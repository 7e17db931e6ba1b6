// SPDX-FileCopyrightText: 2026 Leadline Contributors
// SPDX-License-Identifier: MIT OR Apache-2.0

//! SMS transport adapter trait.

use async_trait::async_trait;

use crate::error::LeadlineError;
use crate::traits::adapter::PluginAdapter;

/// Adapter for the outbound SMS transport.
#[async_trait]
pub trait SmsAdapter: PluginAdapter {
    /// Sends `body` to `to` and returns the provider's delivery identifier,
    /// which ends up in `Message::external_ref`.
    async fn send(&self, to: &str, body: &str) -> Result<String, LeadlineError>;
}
* * *
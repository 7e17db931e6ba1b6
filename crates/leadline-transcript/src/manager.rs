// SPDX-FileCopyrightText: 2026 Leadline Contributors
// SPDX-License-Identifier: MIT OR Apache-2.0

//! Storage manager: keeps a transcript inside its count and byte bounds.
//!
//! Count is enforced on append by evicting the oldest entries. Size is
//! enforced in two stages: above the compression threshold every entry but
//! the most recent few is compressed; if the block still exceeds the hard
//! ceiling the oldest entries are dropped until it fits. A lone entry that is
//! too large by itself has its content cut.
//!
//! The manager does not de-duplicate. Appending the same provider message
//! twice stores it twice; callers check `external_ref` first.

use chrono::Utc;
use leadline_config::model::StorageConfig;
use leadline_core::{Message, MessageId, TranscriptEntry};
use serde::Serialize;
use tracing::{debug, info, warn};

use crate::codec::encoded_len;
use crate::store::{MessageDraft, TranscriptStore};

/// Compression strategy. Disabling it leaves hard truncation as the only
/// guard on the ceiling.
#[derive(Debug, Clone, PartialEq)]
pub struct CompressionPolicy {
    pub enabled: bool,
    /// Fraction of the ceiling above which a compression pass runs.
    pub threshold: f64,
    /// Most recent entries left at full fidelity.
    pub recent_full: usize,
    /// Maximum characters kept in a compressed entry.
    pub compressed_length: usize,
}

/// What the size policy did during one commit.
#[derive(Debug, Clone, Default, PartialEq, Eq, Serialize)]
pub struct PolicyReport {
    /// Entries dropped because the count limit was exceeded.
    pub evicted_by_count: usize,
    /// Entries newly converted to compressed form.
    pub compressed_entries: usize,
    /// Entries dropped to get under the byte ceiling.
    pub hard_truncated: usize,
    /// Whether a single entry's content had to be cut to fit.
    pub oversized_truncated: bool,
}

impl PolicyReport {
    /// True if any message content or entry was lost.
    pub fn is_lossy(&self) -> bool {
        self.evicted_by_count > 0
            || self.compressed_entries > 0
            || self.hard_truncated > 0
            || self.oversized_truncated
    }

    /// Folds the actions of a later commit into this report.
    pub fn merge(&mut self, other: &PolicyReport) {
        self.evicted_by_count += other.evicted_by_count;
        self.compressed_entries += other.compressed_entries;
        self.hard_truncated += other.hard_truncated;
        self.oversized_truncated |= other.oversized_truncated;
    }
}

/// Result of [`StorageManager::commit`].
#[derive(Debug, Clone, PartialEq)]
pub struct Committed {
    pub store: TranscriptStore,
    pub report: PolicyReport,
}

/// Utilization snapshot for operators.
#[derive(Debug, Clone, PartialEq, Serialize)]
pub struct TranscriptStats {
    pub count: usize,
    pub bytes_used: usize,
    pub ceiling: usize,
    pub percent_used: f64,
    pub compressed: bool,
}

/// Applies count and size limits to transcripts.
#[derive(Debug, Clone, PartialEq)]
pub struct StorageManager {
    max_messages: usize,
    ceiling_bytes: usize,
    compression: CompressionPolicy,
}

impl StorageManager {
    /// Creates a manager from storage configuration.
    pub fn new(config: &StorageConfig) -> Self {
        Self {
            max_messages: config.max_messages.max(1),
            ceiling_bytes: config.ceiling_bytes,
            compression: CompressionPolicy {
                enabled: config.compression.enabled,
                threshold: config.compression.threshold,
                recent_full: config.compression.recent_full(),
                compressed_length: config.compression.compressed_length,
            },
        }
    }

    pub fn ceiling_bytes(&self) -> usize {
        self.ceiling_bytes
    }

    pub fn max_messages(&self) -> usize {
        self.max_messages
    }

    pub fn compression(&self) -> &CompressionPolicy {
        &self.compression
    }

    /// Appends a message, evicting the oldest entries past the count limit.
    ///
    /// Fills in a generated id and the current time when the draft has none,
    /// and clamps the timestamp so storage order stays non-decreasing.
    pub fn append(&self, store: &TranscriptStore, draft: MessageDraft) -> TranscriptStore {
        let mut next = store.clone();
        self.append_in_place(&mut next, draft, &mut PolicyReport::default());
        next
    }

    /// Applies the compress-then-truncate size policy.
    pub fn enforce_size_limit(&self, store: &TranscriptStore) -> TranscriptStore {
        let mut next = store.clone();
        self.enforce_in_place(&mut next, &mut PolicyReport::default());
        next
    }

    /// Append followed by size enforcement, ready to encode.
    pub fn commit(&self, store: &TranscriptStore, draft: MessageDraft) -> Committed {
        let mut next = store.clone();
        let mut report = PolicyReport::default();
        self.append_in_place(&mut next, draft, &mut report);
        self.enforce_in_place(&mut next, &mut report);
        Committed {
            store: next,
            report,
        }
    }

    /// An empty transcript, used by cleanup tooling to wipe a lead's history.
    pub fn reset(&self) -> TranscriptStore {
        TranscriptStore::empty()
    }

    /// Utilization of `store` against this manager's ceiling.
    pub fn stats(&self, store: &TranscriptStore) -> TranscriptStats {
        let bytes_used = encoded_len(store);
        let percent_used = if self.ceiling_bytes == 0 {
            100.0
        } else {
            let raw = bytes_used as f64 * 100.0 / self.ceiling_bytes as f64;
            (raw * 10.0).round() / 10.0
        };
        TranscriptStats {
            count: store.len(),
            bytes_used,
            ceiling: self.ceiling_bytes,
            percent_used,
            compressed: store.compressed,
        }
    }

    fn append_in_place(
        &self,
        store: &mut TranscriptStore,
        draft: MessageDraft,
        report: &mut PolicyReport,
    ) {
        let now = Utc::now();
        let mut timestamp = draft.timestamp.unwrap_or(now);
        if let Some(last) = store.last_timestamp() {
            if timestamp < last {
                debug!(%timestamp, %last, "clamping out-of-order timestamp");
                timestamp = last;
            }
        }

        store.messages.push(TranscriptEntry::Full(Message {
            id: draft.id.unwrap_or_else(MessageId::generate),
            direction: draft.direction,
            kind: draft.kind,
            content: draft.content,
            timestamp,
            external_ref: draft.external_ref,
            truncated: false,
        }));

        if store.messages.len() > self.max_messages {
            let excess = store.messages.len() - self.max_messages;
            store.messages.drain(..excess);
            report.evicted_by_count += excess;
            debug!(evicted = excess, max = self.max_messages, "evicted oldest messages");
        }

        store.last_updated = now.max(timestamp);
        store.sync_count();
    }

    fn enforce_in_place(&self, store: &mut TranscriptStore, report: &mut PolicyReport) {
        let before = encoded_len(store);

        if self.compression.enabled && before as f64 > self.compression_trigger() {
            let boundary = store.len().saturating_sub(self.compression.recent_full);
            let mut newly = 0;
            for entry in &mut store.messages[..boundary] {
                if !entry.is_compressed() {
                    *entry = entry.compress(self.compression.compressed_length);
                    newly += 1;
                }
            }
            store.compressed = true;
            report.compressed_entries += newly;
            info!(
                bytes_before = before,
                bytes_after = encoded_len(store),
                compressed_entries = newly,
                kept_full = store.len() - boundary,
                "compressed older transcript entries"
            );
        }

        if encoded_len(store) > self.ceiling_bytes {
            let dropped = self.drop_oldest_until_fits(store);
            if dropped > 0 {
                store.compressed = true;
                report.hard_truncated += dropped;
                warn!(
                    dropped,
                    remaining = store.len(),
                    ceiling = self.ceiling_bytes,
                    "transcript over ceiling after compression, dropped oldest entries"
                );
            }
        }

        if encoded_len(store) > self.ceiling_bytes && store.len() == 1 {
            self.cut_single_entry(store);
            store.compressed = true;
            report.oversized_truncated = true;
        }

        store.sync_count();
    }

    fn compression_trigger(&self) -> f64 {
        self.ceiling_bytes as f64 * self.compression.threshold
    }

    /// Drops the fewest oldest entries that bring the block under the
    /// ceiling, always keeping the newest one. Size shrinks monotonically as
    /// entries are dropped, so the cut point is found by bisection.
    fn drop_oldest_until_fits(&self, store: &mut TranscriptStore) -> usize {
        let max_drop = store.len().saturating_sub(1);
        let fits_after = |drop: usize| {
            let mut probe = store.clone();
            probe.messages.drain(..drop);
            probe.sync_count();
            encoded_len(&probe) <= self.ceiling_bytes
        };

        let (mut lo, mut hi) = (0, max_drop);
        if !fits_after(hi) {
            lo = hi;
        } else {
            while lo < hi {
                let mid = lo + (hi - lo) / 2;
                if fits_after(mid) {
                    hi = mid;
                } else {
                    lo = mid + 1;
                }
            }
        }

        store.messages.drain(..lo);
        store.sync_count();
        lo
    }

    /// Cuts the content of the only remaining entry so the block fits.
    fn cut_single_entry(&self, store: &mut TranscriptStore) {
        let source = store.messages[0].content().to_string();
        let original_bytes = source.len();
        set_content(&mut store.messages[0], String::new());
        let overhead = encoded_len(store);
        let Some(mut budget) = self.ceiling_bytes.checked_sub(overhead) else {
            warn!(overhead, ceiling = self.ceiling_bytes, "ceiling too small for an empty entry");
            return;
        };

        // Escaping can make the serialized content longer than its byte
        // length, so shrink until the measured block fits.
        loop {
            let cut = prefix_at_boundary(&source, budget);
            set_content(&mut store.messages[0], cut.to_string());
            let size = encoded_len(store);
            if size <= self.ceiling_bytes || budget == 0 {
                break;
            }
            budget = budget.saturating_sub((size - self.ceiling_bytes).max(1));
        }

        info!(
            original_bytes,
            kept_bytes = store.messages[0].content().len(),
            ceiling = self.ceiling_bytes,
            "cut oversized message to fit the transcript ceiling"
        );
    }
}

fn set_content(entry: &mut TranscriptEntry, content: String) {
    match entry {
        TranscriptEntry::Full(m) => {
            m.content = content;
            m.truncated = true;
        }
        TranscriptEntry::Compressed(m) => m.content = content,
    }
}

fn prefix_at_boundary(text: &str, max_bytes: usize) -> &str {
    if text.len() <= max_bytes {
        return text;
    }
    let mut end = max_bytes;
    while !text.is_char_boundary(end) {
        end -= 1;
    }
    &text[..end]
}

## Problem description
Check the data for the word "other" and pull out the lines that have it.

## Task solution
    pub fn merge(&mut self, other: &PolicyReport) {
        self.evicted_by_count += other.evicted_by_count;
        self.compressed_entries += other.compressed_entries;
        self.hard_truncated += other.hard_truncated;
        self.oversized_truncated |= other.oversized_truncated;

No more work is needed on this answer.